Luxemburg: de oude stad en vestingwerken
Geschiedenis
De stad Luxemburg ligt op een natuurlijke vestingplek: een hoge rots die aan drie kanten wordt beschermd door rivieren. Het ontstond in de 10e eeuw. In de eeuwen daarna groeide het uit tot een van de grootste vestingsteden van Europa. Vanaf de 15e eeuw werd de stad steeds belangrijker. Tot de 19e eeuw kwam de stad na elkaar in handen van het het Bourgondische rijk, de Habsburgers, de Fransen, de Oostenrijkers en de Pruisen. Zo kreeg de stad de bijnaam Gibraltar van het Noorden. In 1867 werden veel van de muren en forten afgebroken, maar er zijn nog steeds belangrijke delen over.
Unieke Kenmerken
In de stad woonden handelaren, ambachtslieden en geestelijken.
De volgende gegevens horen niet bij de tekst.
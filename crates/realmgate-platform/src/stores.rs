//! Store bundle handed to the orchestrator.
//!
//! The host supplies one implementation per entity family; the bundled
//! in-memory set backs tests and small deployments.

use std::sync::Arc;

use realmgate_audit::store::{AuditStore, InMemoryAuditStore};
use realmgate_auth::backup_codes::{BackupCodeStore, InMemoryBackupCodeStore};
use realmgate_auth::lockout::{InMemoryLockoutStore, LockoutStore};
use realmgate_auth::mfa::{InMemoryMfaStore, MfaStore};
use realmgate_auth::tokens::{InMemoryTokenStore, TokenStore};
use realmgate_auth::trusted_device::{InMemoryTrustedDeviceStore, TrustedDeviceStore};
use realmgate_sessions::session::{InMemorySessionStore, SessionStore};
use realmgate_users::recovery::{InMemoryResetTokenStore, ResetTokenStore};
use realmgate_users::user::{InMemoryUserStore, UserStore};

/// One store per entity family
pub struct RealmStores {
    pub users: Arc<dyn UserStore>,
    pub reset_tokens: Arc<dyn ResetTokenStore>,
    pub tokens: Arc<dyn TokenStore>,
    pub lockout: Arc<dyn LockoutStore>,
    pub mfa: Arc<dyn MfaStore>,
    pub trusted_devices: Arc<dyn TrustedDeviceStore>,
    pub backup_codes: Arc<dyn BackupCodeStore>,
    pub sessions: Arc<dyn SessionStore>,
    pub audit: Arc<dyn AuditStore>,
}

impl RealmStores {
    /// The in-memory set
    pub fn in_memory() -> Self {
        Self {
            users: Arc::new(InMemoryUserStore::new()),
            reset_tokens: Arc::new(InMemoryResetTokenStore::new()),
            tokens: Arc::new(InMemoryTokenStore::new()),
            lockout: Arc::new(InMemoryLockoutStore::new()),
            mfa: Arc::new(InMemoryMfaStore::new()),
            trusted_devices: Arc::new(InMemoryTrustedDeviceStore::new()),
            backup_codes: Arc::new(InMemoryBackupCodeStore::new()),
            sessions: Arc::new(InMemorySessionStore::new()),
            audit: Arc::new(InMemoryAuditStore::new()),
        }
    }
}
In de bovenstad bouwden rijke families en kloosters hun huizen en gebouwen, dicht bij het bestuur. De oude wijken van Luxemburg zijn nog steeds herkenbaar aan hun smalle straten, ambachtshuizen en monumenten. Bekende gebouwen zijn bijvoorbeeld de Sint-Michielskerk, de oude jezuïetenkerk (nu de kathedraal), en de abdij van Neumünster in het stadsdeel Grund. Sommige gebouwen hebben nu een andere functie, zoals een museum of overheidsgebouw, maar zien er nog steeds uit zoals toen. Ook zijn onderdelen van oude verdedigingswerken opnieuw opgegraven en gerestaureerd.